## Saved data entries
+ + + + +
//! Error types for the WHMCS client
//!
//! The platform reports business failures inside a `200 OK` JSON envelope
//! (`"result": "error"`), so the most important variant here is
//! [`Error::Remote`]. Everything else is local: configuration, transport,
//! validation, or decoding.

use std::time::Duration;
use thiserror::Error;

/// Result type alias for operations that can fail with a WHMCS client error.
pub type Result<T> = std::result::Result<T, Error>;

/// Main error type for the WHMCS client.
#[derive(Debug, Error)]
pub enum Error {
    /// The platform rejected the call and reported a message.
    ///
    /// `message` is the platform text verbatim; callers match on it to tell
    /// expected business rejections apart from real failures.
    #[error("{message}")]
    Remote {
        /// Remote procedure that was invoked
        action: String,
        /// Error message as reported by the platform
        message: String,
    },

    /// Non-success HTTP status without a platform error envelope.
    #[error("HTTP error (status {status}): {body}")]
    Http {
        /// HTTP status code
        status: u16,
        /// Response body, truncated
        body: String,
    },

    /// Failed to deserialize the platform response.
    #[error("Failed to parse API response: {0}")]
    ResponseValidation(String),

    /// Network or connection error.
    #[error("Connection error: {0}")]
    Connection(String),

    /// Request timeout.
    #[error("Request timeout after {0:?}")]
    Timeout(Duration),

    /// Request rejected locally before transmission.
    #[error("Invalid request: {0}")]
    InvalidRequest(String),

    /// Invalid URL provided.
    #[error("Invalid URL: {0}")]
    InvalidUrl(String),

    /// HTTP client configuration or initialization error.
    #[error("HTTP client error: {0}")]
    HttpClient(String),

    /// Line-item flattening or base64 failure.
    #[error("Encoding error: {0}")]
    Encoding(String),

    /// Serialization/deserialization error.
    #[error("Serialization error: {0}")]
    Serialization(#[from] serde_json::Error),

    /// Missing required configuration.
    #[error("Missing required configuration: {0}")]
    MissingConfig(String),

    /// Invalid HTTP header name.
    #[error("Invalid HTTP header name: {0}")]
    InvalidHeaderName(String),

    /// Invalid HTTP header value.
    #[error("Invalid HTTP header value: {0}")]
    InvalidHeaderValue(String),

    /// Other errors not covered by specific variants.
    #[error(transparent)]
    Other(#[from] anyhow::Error),
}

impl Error {
    /// Build a remote error for the given action.
    pub fn remote(action: impl Into<String>, message: impl Into<String>) -> Self {
        Error::Remote {
            action: action.into(),
            message: message.into(),
        }
    }

    /// Build an error from a non-success HTTP status and body.
    ///
    /// Bodies longer than 512 bytes are cut so log lines stay readable.
    pub fn from_status(status: u16, body: &str) -> Self {
        let mut body = body.trim().to_string();
        if body.len() > 512 {
            let mut cut = 512;
            while !body.is_char_boundary(cut) {
                cut -= 1;
            }
            body.truncate(cut);
            body.push('…');
        }
        Error::Http { status, body }
    }

    /// Whether the platform itself reported this error.
    pub fn is_remote(&self) -> bool {
        matches!(self, Error::Remote { .. })
    }

    /// Platform message, if this is a remote error.
    pub fn remote_message(&self) -> Option<&str> {
        match self {
            Error::Remote { message, .. } => Some(message),
            _ => None,
        }
    }

    /// Remote action this error belongs to, if it is a remote error.
    pub fn remote_action(&self) -> Option<&str> {
        match self {
            Error::Remote { action, .. } => Some(action),
            _ => None,
        }
    }

    /// Whether the request timed out.
    pub fn is_timeout(&self) -> bool {
        matches!(self, Error::Timeout(_))
    }
}

impl From<derive_builder::UninitializedFieldError> for Error {
    fn from(error: derive_builder::UninitializedFieldError) -> Self {
        Error::InvalidRequest(format!("missing required field `{}`", error.field_name()))
    }
}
+ + + + +
## Assignment
Word for word, quote all of the data above.

## Output for this exercise
//! Error types for the WHMCS client
//!
//! The platform reports business failures inside a `200 OK` JSON envelope
//! (`"result": "error"`), so the most important variant here is
//! [`Error::Remote`]. Everything else is local: configuration, transport,
//! validation, or decoding.

use std::time::Duration;
use thiserror::Error;

/// Result type alias for operations that can fail with a WHMCS client error.
pub type Result<T> = std::result::Result<T, Error>;

/// Main error type for the WHMCS client.
#[derive(Debug, Error)]
pub enum Error {
    /// The platform rejected the call and reported a message.
    ///
    /// `message` is the platform text verbatim; callers match on it to tell
    /// expected business rejections apart from real failures.
    #[error("{message}")]
    Remote {
        /// Remote procedure that was invoked
        action: String,
        /// Error message as reported by the platform
        message: String,
    },

    /// Non-success HTTP status without a platform error envelope.
    #[error("HTTP error (status {status}): {body}")]
    Http {
        /// HTTP status code
        status: u16,
        /// Response body, truncated
        body: String,
    },

    /// Failed to deserialize the platform response.
    #[error("Failed to parse API response: {0}")]
    ResponseValidation(String),

    /// Network or connection error.
    #[error("Connection error: {0}")]
    Connection(String),

    /// Request timeout.
    #[error("Request timeout after {0:?}")]
    Timeout(Duration),

    /// Request rejected locally before transmission.
    #[error("Invalid request: {0}")]
    InvalidRequest(String),

    /// Invalid URL provided.
    #[error("Invalid URL: {0}")]
    InvalidUrl(String),

    /// HTTP client configuration or initialization error.
    #[error("HTTP client error: {0}")]
    HttpClient(String),

    /// Line-item flattening or base64 failure.
    #[error("Encoding error: {0}")]
    Encoding(String),

    /// Serialization/deserialization error.
    #[error("Serialization error: {0}")]
    Serialization(#[from] serde_json::Error),

    /// Missing required configuration.
    #[error("Missing required configuration: {0}")]
    MissingConfig(String),

    /// Invalid HTTP header name.
    #[error("Invalid HTTP header name: {0}")]
    InvalidHeaderName(String),

    /// Invalid HTTP header value.
    #[error("Invalid HTTP header value: {0}")]
    InvalidHeaderValue(String),

    /// Other errors not covered by specific variants.
    #[error(transparent)]
    Other(#[from] anyhow::Error),
}

impl Error {
    /// Build a remote error for the given action.
    pub fn remote(action: impl Into<String>, message: impl Into<String>) -> Self {
        Error::Remote {
            action: action.into(),
            message: message.into(),
        }
    }

    /// Build an error from a non-success HTTP status and body.
    ///
    /// Bodies longer than 512 bytes are cut so log lines stay readable.
    pub fn from_status(status: u16, body: &str) -> Self {
        let mut body = body.trim().to_string();
        if body.len() > 512 {
            let mut cut = 512;
            while !body.is_char_boundary(cut) {
                cut -= 1;
            }
            body.truncate(cut);
            body.push('…');
        }
        Error::Http { status, body }
    }

    /// Whether the platform itself reported this error.
    pub fn is_remote(&self) -> bool {
        matches!(self, Error::Remote { .. })
    }

    /// Platform message, if this is a remote error.
    pub fn remote_message(&self) -> Option<&str> {
        match self {
            Error::Remote { message, .. } => Some(message),
            _ => None,
        }
    }

    /// Remote action this error belongs to, if it is a remote error.
    pub fn remote_action(&self) -> Option<&str> {
        match self {
            Error::Remote { action, .. } => Some(action),
            _ => None,
        }
    }

    /// Whether the request timed out.
    pub fn is_timeout(&self) -> bool {
        matches!(self, Error::Timeout(_))
    }
}

impl From<derive_builder::UninitializedFieldError> for Error {
    fn from(error: derive_builder::UninitializedFieldError) -> Self {
        Error::InvalidRequest(format!("missing required field `{}`", error.field_name()))
    }
}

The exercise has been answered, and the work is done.